#[cfg(test)]
mod tests {
    use super::*;
    use form32_core::geometry::BoundingBox;
    use form32_core::schema::{FieldId, SchemaRegistry};
    use image::DynamicImage;

    fn page_with(index: usize, elements: Vec<TextElement>) -> PageInput {
        PageInput {
            index,
            image: DynamicImage::new_luma8(400, 400),
            text: elements,
        }
    }

    fn element(content: &str, l: f32, t: f32, r: f32, b: f32) -> TextElement {
        TextElement::new(content, BoundingBox::new(l, t, r, b))
    }

    fn spec(id: &str) -> FieldSpec {
        SchemaRegistry::form32()
            .get(&FieldId::from(id))
            .expect("spec exists")
            .clone()
    }

    #[test]
    fn test_inline_anchor_value() {
        let config = CalibrationConfig::default();
        let resolver = TextFallbackResolver::new(&config);
        let pages = vec![page_with(
            0,
            vec![element("Date: | 02/15/2024", 10.0, 10.0, 200.0, 30.0)],
        )];
        let map = PageMap::classify(&pages);

        let candidates = resolver.resolve(&spec("exam_date"), &pages, &map);
        assert!(!candidates.is_empty());
        assert_eq!(
            candidates[0].value,
            FieldValue::Text("02/15/2024".to_string())
        );
        assert_eq!(candidates[0].confidence, INLINE_BASE);
        assert_eq!(candidates[0].strategy, StrategyKind::TextFallback);
        assert!(candidates[0].source.is_some());
    }

    #[test]
    fn test_same_line_hit_ranks_by_gap() {
        let config = CalibrationConfig::default();
        let resolver = TextFallbackResolver::new(&config);
        let pages = vec![page_with(
            0,
            vec![
                element("Date:", 10.0, 10.0, 60.0, 30.0),
                element("02/15/2024", 80.0, 12.0, 180.0, 28.0),
            ],
        )];
        let map = PageMap::classify(&pages);

        let candidates = resolver.resolve(&spec("exam_date"), &pages, &map);
        assert_eq!(candidates.len(), 1);
        let expected = SAME_LINE_BASE * (1.0 - 20.0 / config.right_gap_limit);
        assert!((candidates[0].confidence - expected).abs() < 1e-6);
    }

    #[test]
    fn test_below_window_for_numbered_labels() {
        let config = CalibrationConfig::default();
        let resolver = TextFallbackResolver::new(&config);
        let pages = vec![page_with(
            0,
            vec![
                element("1. Employee's name", 10.0, 100.0, 200.0, 118.0),
                element("JOHN DOE", 12.0, 126.0, 120.0, 142.0),
            ],
        )];
        let map = PageMap::classify(&pages);

        let candidates = resolver.resolve(&spec("patient_name"), &pages, &map);
        assert_eq!(candidates.len(), 1);
        assert_eq!(candidates[0].value, FieldValue::Text("JOHN DOE".to_string()));
        let expected = BELOW_BASE * (1.0 - 8.0 / config.below_gap_limit);
        assert!((candidates[0].confidence - expected).abs() < 1e-6);
    }

    #[test]
    fn test_following_label_terminates_window() {
        let config = CalibrationConfig::default();
        let resolver = TextFallbackResolver::new(&config);
        let pages = vec![page_with(
            0,
            vec![
                element("1. Employee's name", 10.0, 100.0, 200.0, 118.0),
                element("2. Social Security number", 10.0, 126.0, 220.0, 142.0),
            ],
        )];
        let map = PageMap::classify(&pages);

        let candidates = resolver.resolve(&spec("patient_name"), &pages, &map);
        assert!(candidates.is_empty());
    }

    #[test]
    fn test_document_scan_when_anchor_missing() {
        let config = CalibrationConfig::default();
        let resolver = TextFallbackResolver::new(&config);
        // No anchor label anywhere; the scan pattern still finds the
        // cover-letter phrasing.
        let pages = vec![page_with(
            0,
            vec![element(
                "Injured employee: JANE ROE\nYour exam is on: 02/15/2024",
                10.0,
                10.0,
                400.0,
                60.0,
            )],
        )];
        let map = PageMap::classify(&pages);

        let candidates = resolver.resolve(&spec("patient_name"), &pages, &map);
        assert!(!candidates.is_empty());
        assert_eq!(candidates[0].value, FieldValue::Text("JANE ROE".to_string()));
        assert!(candidates[0].confidence <= config.scan_confidence_cap);
    }

    #[test]
    fn test_no_candidate_below_floor() {
        let config = CalibrationConfig::builder()
            .text_confidence_floor(0.99)
            .build()
            .expect("valid config");
        let resolver = TextFallbackResolver::new(&config);
        let pages = vec![page_with(
            0,
            vec![
                element("Date:", 10.0, 10.0, 60.0, 30.0),
                element("02/15/2024", 200.0, 12.0, 300.0, 28.0),
            ],
        )];
        let map = PageMap::classify(&pages);

        let candidates = resolver.resolve(&spec("exam_date"), &pages, &map);
        assert!(
            candidates.is_empty(),
            "nothing may clear an impossible floor"
        );
    }

    #[test]
    fn test_repeated_group_collects_all_scan_matches() {
        let config = CalibrationConfig::default();
        let resolver = TextFallbackResolver::new(&config);
        let pages = vec![page_with(
            0,
            vec![element(
                "DWC032\n30. Check all body areas and diagnoses\nM54.5 S33.5 G89.29",
                10.0,
                10.0,
                400.0,
                80.0,
            )],
        )];
        let map = PageMap::classify(&pages);

        let candidates = resolver.resolve(&spec("diagnosis_codes"), &pages, &map);
        assert_eq!(candidates.len(), 1);
        assert_eq!(
            candidates[0].value,
            FieldValue::Group(vec![
                "M54.5".to_string(),
                "S33.5".to_string(),
                "G89.29".to_string()
            ])
        );
    }

    #[test]
    fn test_checkbox_fields_yield_nothing() {
        let config = CalibrationConfig::default();
        let resolver = TextFallbackResolver::new(&config);
        let pages = vec![page_with(0, vec![element("x", 0.0, 0.0, 5.0, 5.0)])];
        let map = PageMap::classify(&pages);

        let candidates = resolver.resolve(&spec("purpose_box_c_checked"), &pages, &map);
        assert!(candidates.is_empty());
    }

    #[test]
    fn test_looks_like_label() {
        assert!(looks_like_label("2. Social Security number"));
        assert!(looks_like_label("13. Employer's name"));
        assert!(!looks_like_label("JOHN DOE"));
        assert!(!looks_like_label("02/15/2024"));
        assert!(!looks_like_label("123. not a form box"));
    }
}
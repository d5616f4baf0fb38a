//! Document resolution orchestration.
//!
//! Runs one document through the full pipeline: structural validation,
//! section classification, per-field candidate collection, fusion, and
//! routing. Candidate collection is parallel per field; fusion is the
//! synchronization barrier per field, not per document.
//!
//! Text-valued fields resolve in a first phase. Checkbox fields resolve in
//! a second phase because the Part 5 assist reads the resolved text map —
//! the one place fields are not independent.

use std::collections::HashMap;

use log::{debug, info, warn};
use rayon::prelude::*;

use form32_core::config::CalibrationConfig;
use form32_core::error::{ResolveError, Result};
use form32_core::normalize::normalize_field_value;
use form32_core::page::{
    missing_form_markers, validate_structure, DocumentInput, PageInput, PageMap, PrimaryField,
};
use form32_core::schema::{FieldId, FieldKind, FieldSpec, SchemaRegistry, StrategyKind};
use form32_core::value::{Candidate, CheckboxState, FieldMap, ResolvedField, UnresolvedReason};
use form32_resolve::{assist_candidate, fuse, CheckboxResolver, TextFallbackResolver};

use crate::report::ResolutionReport;
use crate::routing;

/// Resolves documents against one schema and one calibration.
///
/// The registry and calibration are read-only after construction; one
/// resolver can serve any number of documents, concurrently.
#[derive(Debug, Clone)]
pub struct DocumentResolver {
    registry: SchemaRegistry,
    config: CalibrationConfig,
}

impl DocumentResolver {
    /// Create a resolver from a schema registry and calibration.
    #[inline]
    #[must_use = "resolver is created but not used"]
    pub const fn new(registry: SchemaRegistry, config: CalibrationConfig) -> Self {
        Self { registry, config }
    }

    /// Resolver for DWC Form 32 with the production calibration.
    #[inline]
    #[must_use = "resolver is created but not used"]
    pub fn form32() -> Self {
        Self::new(SchemaRegistry::form32(), CalibrationConfig::default())
    }

    /// The calibration this resolver runs with.
    #[inline]
    #[must_use = "configuration reference is returned but not used"]
    pub const fn config(&self) -> &CalibrationConfig {
        &self.config
    }

    /// The schema registry this resolver runs with.
    #[inline]
    #[must_use = "registry reference is returned but not used"]
    pub const fn registry(&self) -> &SchemaRegistry {
        &self.registry
    }

    /// Resolve one document into its field map and generation plan.
    ///
    /// # Errors
    ///
    /// Returns a [`ResolveError`] only for structurally invalid input (no
    /// pages, empty rasters, duplicate indices) or a document that does not
    /// carry the form's required markers. Field-level problems degrade into
    /// the provenance trail instead.
    pub fn resolve(&self, doc: &DocumentInput) -> Result<ResolutionReport> {
        validate_structure(doc)?;

        let full_text = doc
            .pages
            .iter()
            .map(PageInput::page_text)
            .collect::<Vec<_>>()
            .join("\n");
        let missing = missing_form_markers(&full_text);
        if !missing.is_empty() {
            return Err(ResolveError::MissingMarkers(missing.join(", ")));
        }

        let page_map = PageMap::classify(&doc.pages);
        let primary_by_field = self.index_primary(&doc.primary);

        // Phase 1: text-valued fields, parallel per field.
        let text_resolver = TextFallbackResolver::new(&self.config);
        let mut field_map: FieldMap = self
            .registry
            .specs()
            .par_iter()
            .filter(|spec| spec.kind != FieldKind::Checkbox)
            .map(|spec| {
                let mut candidates = self.primary_candidates(spec, &primary_by_field);
                candidates.extend(text_resolver.resolve(spec, &doc.pages, &page_map));
                (
                    spec.id.clone(),
                    fuse(spec, &self.config, candidates, None),
                )
            })
            .collect::<Vec<_>>()
            .into_iter()
            .collect();

        // Phase 2: checkbox fields; the assist post-pass reads the
        // resolved text map.
        let checkbox_resolver = CheckboxResolver::new(&self.config);
        let checkbox_results: Vec<(FieldId, ResolvedField)> = self
            .registry
            .specs()
            .par_iter()
            .filter(|spec| spec.kind == FieldKind::Checkbox)
            .map(|spec| {
                let mut candidates = self.primary_candidates(spec, &primary_by_field);
                let resolution = checkbox_resolver.resolve(spec, &doc.pages, &page_map);

                let context = match (&resolution.calibration_failure, &resolution.visual) {
                    (Some(reason), _) => Some(reason.clone()),
                    (None, Some(read)) if read.state == CheckboxState::Ambiguous => {
                        Some(UnresolvedReason::AmbiguousCheckbox {
                            ink_fraction: read.ink_fraction,
                        })
                    }
                    _ => None,
                };

                candidates.extend(resolution.candidates);
                if let Some(assist) = assist_candidate(
                    &self.config,
                    &self.registry,
                    &spec.id,
                    resolution.visual.as_ref(),
                    &field_map,
                ) {
                    candidates.push(assist);
                }

                (
                    spec.id.clone(),
                    fuse(spec, &self.config, candidates, context),
                )
            })
            .collect();
        field_map.extend(checkbox_results);

        let unresolved = field_map.values().filter(|f| !f.is_resolved()).count();
        info!(
            "resolved {} fields ({unresolved} unresolved) across {} pages",
            field_map.len(),
            doc.pages.len()
        );

        let plan = routing::evaluate(&field_map);
        Ok(ResolutionReport { field_map, plan })
    }

    /// Group primary candidates by field, dropping ids the schema does not
    /// declare.
    fn index_primary<'a>(
        &self,
        primary: &'a [PrimaryField],
    ) -> HashMap<&'a FieldId, Vec<&'a PrimaryField>> {
        let mut by_field: HashMap<&FieldId, Vec<&PrimaryField>> = HashMap::new();
        for pf in primary {
            if self.registry.get(&pf.field).is_none() {
                warn!("primary extractor returned unknown field: {}", pf.field);
                continue;
            }
            by_field.entry(&pf.field).or_default().push(pf);
        }
        by_field
    }

    /// Normalize the primary extractor's raw values into typed candidates.
    fn primary_candidates(
        &self,
        spec: &FieldSpec,
        by_field: &HashMap<&FieldId, Vec<&PrimaryField>>,
    ) -> Vec<Candidate> {
        if !spec.allows(StrategyKind::Primary) {
            return Vec::new();
        }
        let Some(entries) = by_field.get(&spec.id) else {
            return Vec::new();
        };
        entries
            .iter()
            .filter_map(|pf| {
                let Some(value) = normalize_field_value(spec, &pf.value) else {
                    debug!(
                        "primary value for {} rejected by normalization: {:?}",
                        spec.id, pf.value
                    );
                    return None;
                };
                Some(Candidate::new(
                    value,
                    StrategyKind::Primary,
                    pf.confidence.clamp(0.0, 1.0),
                ))
            })
            .collect()
    }
}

What is being asked – Return the lines of the listing where the string "BoundingBox" appears.

Exercise answer –
    use form32_core::geometry::BoundingBox;
        TextElement::new(content, BoundingBox::new(l, t, r, b))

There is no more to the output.